*Instructions to follow*. Report each line from the records where the string "BEACON" turns up.

Content starts

//! Behavioural properties of the engine, exercised through the public API only.

use life_engine::patterns::{BEACON, BLINKER, BLOCK, PULSAR, TOAD};
use life_engine::{Engine, LifeError, Params};
use proptest::prelude::*;

// ============================================================================
// Helpers
// ============================================================================

fn seeded(rows: i64, columns: i64, seed: i64) -> Engine {
    Engine::from_params(&Params { rows, columns, seed }).expect("valid params")
}

fn live_cells(engine: &Engine) -> Vec<(usize, usize)> {
    engine.grid().iter_live().collect()
}

fn assert_same_cells(a: &Engine, b: &Engine) {
    for row in 0..a.row_count() as i64 {
        for column in 0..a.column_count() as i64 {
            assert_eq!(
                a.is_alive(row, column).unwrap(),
                b.is_alive(row, column).unwrap(),
                "cell ({row}, {column}) at generation {}",
                a.generation()
            );
        }
    }
}

// ============================================================================
// Determinism and generation counter
// ============================================================================

#[test]
fn same_seed_same_history_for_fifty_generations() {
    let mut a = seeded(16, 24, 12_345);
    let mut b = seeded(16, 24, 12_345);
    assert_same_cells(&a, &b);
    for _ in 0..50 {
        a.iterate();
        b.iterate();
        assert_same_cells(&a, &b);
    }
}

#[test]
fn different_seeds_differ() {
    let a = seeded(16, 24, 1);
    let b = seeded(16, 24, 2);
    assert_ne!(a.grid(), b.grid());
}

#[test]
fn generation_counts_iterations() {
    let mut engine = seeded(10, 10, 5);
    for k in 1..=25 {
        engine.iterate();
        assert_eq!(engine.generation(), k);
    }
}

// ============================================================================
// Transition rule
// ============================================================================

#[test]
fn exactly_three_neighbours_means_alive_next() {
    let neighbours = [(2, 2), (2, 3), (2, 4)];

    let mut dead_centre = Engine::with_live_cells(7, 7, &neighbours).unwrap();
    dead_centre.iterate();
    assert!(dead_centre.is_alive(3, 3).unwrap());

    let mut cells = neighbours.to_vec();
    cells.push((3, 3));
    let mut live_centre = Engine::with_live_cells(7, 7, &cells).unwrap();
    live_centre.iterate();
    assert!(live_centre.is_alive(3, 3).unwrap());
}

#[test]
fn live_cell_with_one_neighbour_dies() {
    let mut engine = Engine::with_live_cells(7, 7, &[(3, 3), (3, 4)]).unwrap();
    engine.iterate();
    assert!(!engine.is_alive(3, 3).unwrap());
}

#[test]
fn overcrowded_cell_dies() {
    let cells = [(3, 3), (2, 2), (2, 3), (2, 4), (3, 2)];
    let mut engine = Engine::with_live_cells(7, 7, &cells).unwrap();
    engine.iterate();
    assert!(!engine.is_alive(3, 3).unwrap());
}

// ============================================================================
// Toroidal wraparound
// ============================================================================

#[test]
fn corner_counts_opposite_corner() {
    // (0,0) has (5,5) and (0,1) as its only live neighbours: it survives
    // only if the diagonal wraps.
    let mut engine = Engine::with_live_cells(6, 6, &[(0, 0), (5, 5), (0, 1)]).unwrap();
    engine.iterate();
    assert!(engine.is_alive(0, 0).unwrap());
}

#[test]
fn birth_across_edges() {
    let mut engine = Engine::with_live_cells(6, 6, &[(5, 5), (5, 0), (0, 5)]).unwrap();
    engine.iterate();
    assert!(engine.is_alive(0, 0).unwrap());
}

// ============================================================================
// Still lifes and oscillators
// ============================================================================

#[test]
fn block_is_stable() {
    let mut engine = Engine::from_pattern(6, 6, &BLOCK, (2, 2)).unwrap();
    let expected = live_cells(&engine);
    for _ in 0..100 {
        engine.iterate();
        assert_eq!(live_cells(&engine), expected);
    }
}

#[test]
fn blinker_has_period_two() {
    let horizontal = vec![(2, 1), (2, 2), (2, 3)];
    let vertical = vec![(1, 2), (2, 2), (3, 2)];

    let mut engine = Engine::from_pattern(5, 5, &BLINKER, (2, 1)).unwrap();
    assert_eq!(live_cells(&engine), horizontal);
    for generation in 1..=10 {
        engine.iterate();
        let expected = if generation % 2 == 1 { &vertical } else { &horizontal };
        assert_eq!(&live_cells(&engine), expected, "generation {generation}");
    }
}

#[test]
fn classic_oscillators_return_to_start() {
    for (pattern, period, size) in [(&TOAD, 2, 8), (&BEACON, 2, 8), (&PULSAR, 3, 17)] {
        let mut engine = Engine::from_pattern(size, size, pattern, (2, 2)).unwrap();
        let start = engine.grid().clone();
        for _ in 0..period {
            engine.iterate();
        }
        assert_eq!(engine.grid(), &start, "{}", pattern.name);
    }
}

// ============================================================================
// Bounds and construction errors
// ============================================================================

#[test]
fn out_of_range_queries_fail() {
    for (rows, columns) in [(1, 1), (5, 5), (3, 8)] {
        let engine = seeded(rows, columns, 9);
        for (row, column) in [(rows, 0), (-1, 0), (0, columns), (0, -1)] {
            match engine.is_alive(row, column) {
                Err(LifeError::IndexOutOfRange { row: r, column: c, .. }) => {
                    assert_eq!((r, c), (row, column));
                }
                other => panic!("expected IndexOutOfRange, got {other:?}"),
            }
        }
    }
}

#[test]
fn sentinel_params_do_not_build() {
    let params = Params::parse("?rows=abc&columns=4&seed=1");
    assert_eq!(params.rows, Params::INVALID);
    assert!(matches!(
        Engine::from_params(&params),
        Err(LifeError::InvalidDimension { .. })
    ));

    let params = Params::parse("?rows=4&columns=4&seed=now");
    assert!(matches!(
        Engine::from_params(&params),
        Err(LifeError::InvalidSeed { seed: -1 })
    ));
}

#[test]
fn negative_seed_other_than_sentinel_builds() {
    let mut a = seeded(5, 5, -5);
    let mut b = Engine::from_params(&Params::parse("?rows=5&columns=5&seed=-5")).unwrap();
    assert_eq!(a.grid(), b.grid());
    for _ in 0..10 {
        a.iterate();
        b.iterate();
    }
    assert_eq!(a.grid(), b.grid());
}

#[test]
fn parsed_params_drive_construction() {
    let engine = Engine::from_params(&Params::parse("http://localhost/?rows=3&columns=7&seed=11"))
        .unwrap();
    assert_eq!((engine.row_count(), engine.column_count()), (3, 7));
    assert_eq!(engine.grid(), seeded(3, 7, 11).grid());
}

#[test]
fn snapshot_has_one_line_per_row() {
    let engine = seeded(4, 9, 3);
    let text = engine.to_string();
    let lines: Vec<&str> = text.lines().collect();
    assert_eq!(lines.len(), 4);
    assert!(lines.iter().all(|line| line.chars().count() == 9));
}

// ============================================================================
// Property tests
// ============================================================================

proptest! {
    #[test]
    fn seeded_runs_are_reproducible(
        rows in 1i64..12,
        columns in 1i64..12,
        seed in 0i64..1_000_000,
        generations in 0usize..20,
    ) {
        let mut a = seeded(rows, columns, seed);
        let mut b = seeded(rows, columns, seed);
        for _ in 0..generations {
            a.iterate();
            b.iterate();
        }
        prop_assert_eq!(a.grid(), b.grid());
        prop_assert_eq!(a.generation(), generations as u64);
    }

    #[test]
    fn dimensions_never_change(
        rows in 1i64..10,
        columns in 1i64..10,
        seed in 0i64..1_000,
    ) {
        let mut engine = seeded(rows, columns, seed);
        for _ in 0..5 {
            engine.iterate();
            prop_assert_eq!(engine.row_count() as i64, rows);
            prop_assert_eq!(engine.column_count() as i64, columns);
        }
    }
}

Content ends

*Answer box*.
use life_engine::patterns::{BEACON, BLINKER, BLOCK, PULSAR, TOAD};
    for (pattern, period, size) in [(&TOAD, 2, 8), (&BEACON, 2, 8), (&PULSAR, 3, 17)] {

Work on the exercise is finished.